> [EXERCISE AIM] Within the data below, count the lines that include "Paragraph" and give only the count.

(Collected data entries)
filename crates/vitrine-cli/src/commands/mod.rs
pub mod run;
pub mod show;
//! Unicode halfblock image rendering
//!
//! Each cell shows two vertically stacked pixels: `▀` with the foreground
//! carrying the top pixel and the background the bottom one. Works in any
//! truecolor terminal, no protocol support needed.

use image::DynamicImage;
use ratatui::{
    layout::Rect,
    style::{Color, Style},
    text::{Line, Span},
    widgets::Paragraph,
    Frame,
};

/// Pixel extent of an image fit inside `cols` x `rows` cells, aspect
/// preserved (one cell is one pixel wide and two pixels tall)
fn fit_pixels(img_size: (u32, u32), cols: u16, rows: u16) -> (u32, u32) {
    let (img_w, img_h) = img_size;
    let max_w = cols as u32;
    let max_h = rows as u32 * 2;

    let scale_w = max_w as f32 / img_w as f32;
    let scale_h = max_h as f32 / img_h as f32;
    let scale = scale_w.min(scale_h);

    let w = ((img_w as f32 * scale) as u32).max(1);
    let h = ((img_h as f32 * scale) as u32).max(1);
    (w, h)
}

/// Draw an image into `area`, centered horizontally
pub fn draw(frame: &mut Frame, area: Rect, img: &DynamicImage) {
    if area.width == 0 || area.height == 0 {
        return;
    }

    let (w, h) = fit_pixels((img.width(), img.height()), area.width, area.height);
    let resized = img.resize_exact(w, h, image::imageops::FilterType::Triangle);
    let rgba = resized.to_rgba8();

    let x_offset = (area.width as u32).saturating_sub(w) / 2;

    for row in 0..h.div_ceil(2) {
        let y = row * 2;
        let mut spans: Vec<Span> = Vec::with_capacity(w as usize + 1);
        if x_offset > 0 {
            spans.push(Span::raw(" ".repeat(x_offset as usize)));
        }

        for x in 0..w {
            let top = rgba.get_pixel(x, y);
            let bottom = if y + 1 < h { rgba.get_pixel(x, y + 1) } else { top };

            spans.push(Span::styled(
                "▀",
                Style::default()
                    .fg(Color::Rgb(top[0], top[1], top[2]))
                    .bg(Color::Rgb(bottom[0], bottom[1], bottom[2])),
            ));
        }

        let line_area = Rect {
            x: area.x,
            y: area.y + row as u16,
            width: area.width,
            height: 1,
        };
        if line_area.y < area.y + area.height {
            frame.render_widget(Paragraph::new(Line::from(spans)), line_area);
        }
    }
}

#[cfg(test)]
mod tests {
    use super::*;

    #[test]
    fn test_fit_bounded_by_cell_rows() {
        // 100x100 into a 20x4 cell band: 4 rows hold 8 pixels of height
        assert_eq!(fit_pixels((100, 100), 20, 4), (8, 8));
    }

    #[test]
    fn test_fit_wide_image_bounded_by_width() {
        assert_eq!(fit_pixels((200, 50), 20, 10), (20, 5));
    }
}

> [FINISHED TASK] 2